Con la Resurrección de Jesucristo podemos quedar perdonados de las culpas. Es de decidirlo. En su gloria, con el triunfo sobre su Pasión, se nos provee el incentivo para superarnos y empezar de nuevo.
El desprendimiento del Hijo del Padre por tales pecadores tiene que servir para algo, para mucho. Para tratar de ser a su imagen y semejanza. Complicaciones evitables nos enfrentan con su ley y evitan el gozo de los talentos recibidos. Prueba estos de su generosidad, inmerecida.
Es de practicar los Diez Mandamientos, para los cristianos faro seguro con los que borrar la degradación y consecuente sufrimiento.
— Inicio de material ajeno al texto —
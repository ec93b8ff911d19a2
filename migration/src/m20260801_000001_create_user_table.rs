use sea_orm_migration::{prelude::*, schema::*};

#[derive(DeriveMigrationName)]
pub struct Migration;

#[async_trait::async_trait]
impl MigrationTrait for Migration {
    async fn up(&self, manager: &SchemaManager) -> Result<(), DbErr> {
        manager
            .create_table(
                Table::create()
                    .table(User::Table)
                    .if_not_exists()
                    .col(pk_auto(User::Id))
                    .col(string_uniq(User::Email))
                    .col(timestamp(User::CreatedAt))
                    .to_owned(),
            )
            .await?;

        Ok(())
    }

    async fn down(&self, manager: &SchemaManager) -> Result<(), DbErr> {
        manager
            .drop_table(Table::drop().table(User::Table).to_owned())
            .await?;

        Ok(())
    }
}

#[derive(DeriveIden)]
pub enum User {
    Table,
    Id,
    Email,
    CreatedAt,
}
pub mod error;
pub mod setup;

pub use error::TestError;
pub use setup::TestSetup;

pub mod prelude {
    pub use crate::{test_setup_with_app_tables, test_setup_with_tables, TestError, TestSetup};
}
Y sí, empezar de nuevo. Ser cristianos practicantes, no filisteos o sepulcros blanqueados. Tendencia abrumadora, relevante en varios de los seudolíderes, obligados a servir de ejemplo a los que pretenden gobernar.
Pero gracias a la misericordia divina podemos redimirnos, pueden redimirse, reparando culpas. Fijando metas elevadas para la edificación individual y colectiva. Aferrándonos a la cruz -símbolo de vida, no de muerte- para procurar las virtudes del Salvador, siempre buscando morar en nosotros. Con su compasión y con su valentía, para no aceptar lo que se debe cambiar, tanta injusticia, tanta desigualdad.
Rodeados de todos esos Cristos, de todo ese dolor, la hondureñidad debe volver sus pasos a los preceptos divinos que mandan la fe, la esperanza y la caridad como vías al alivio, a la redención y a la salvación. Para buscar cambiarnos nosotros mismos antes que a los demás.
La diversión y el descanso no tienen por qué ser excluyentes con la reflexión, la oración y el ayuno promovidos en Cuaresma y que han de ser práctica constante de las criaturas perfectibles que somos por gracia divina. Ser buen cristiano para ser buen ciudadano. No hay forma de ser uno y no lo otro.
Si hay integridad. La gloria de Dios con su Resurrección nos llama a volver a empezar. Una Honduras con Cristo. Ahí radica la salvación.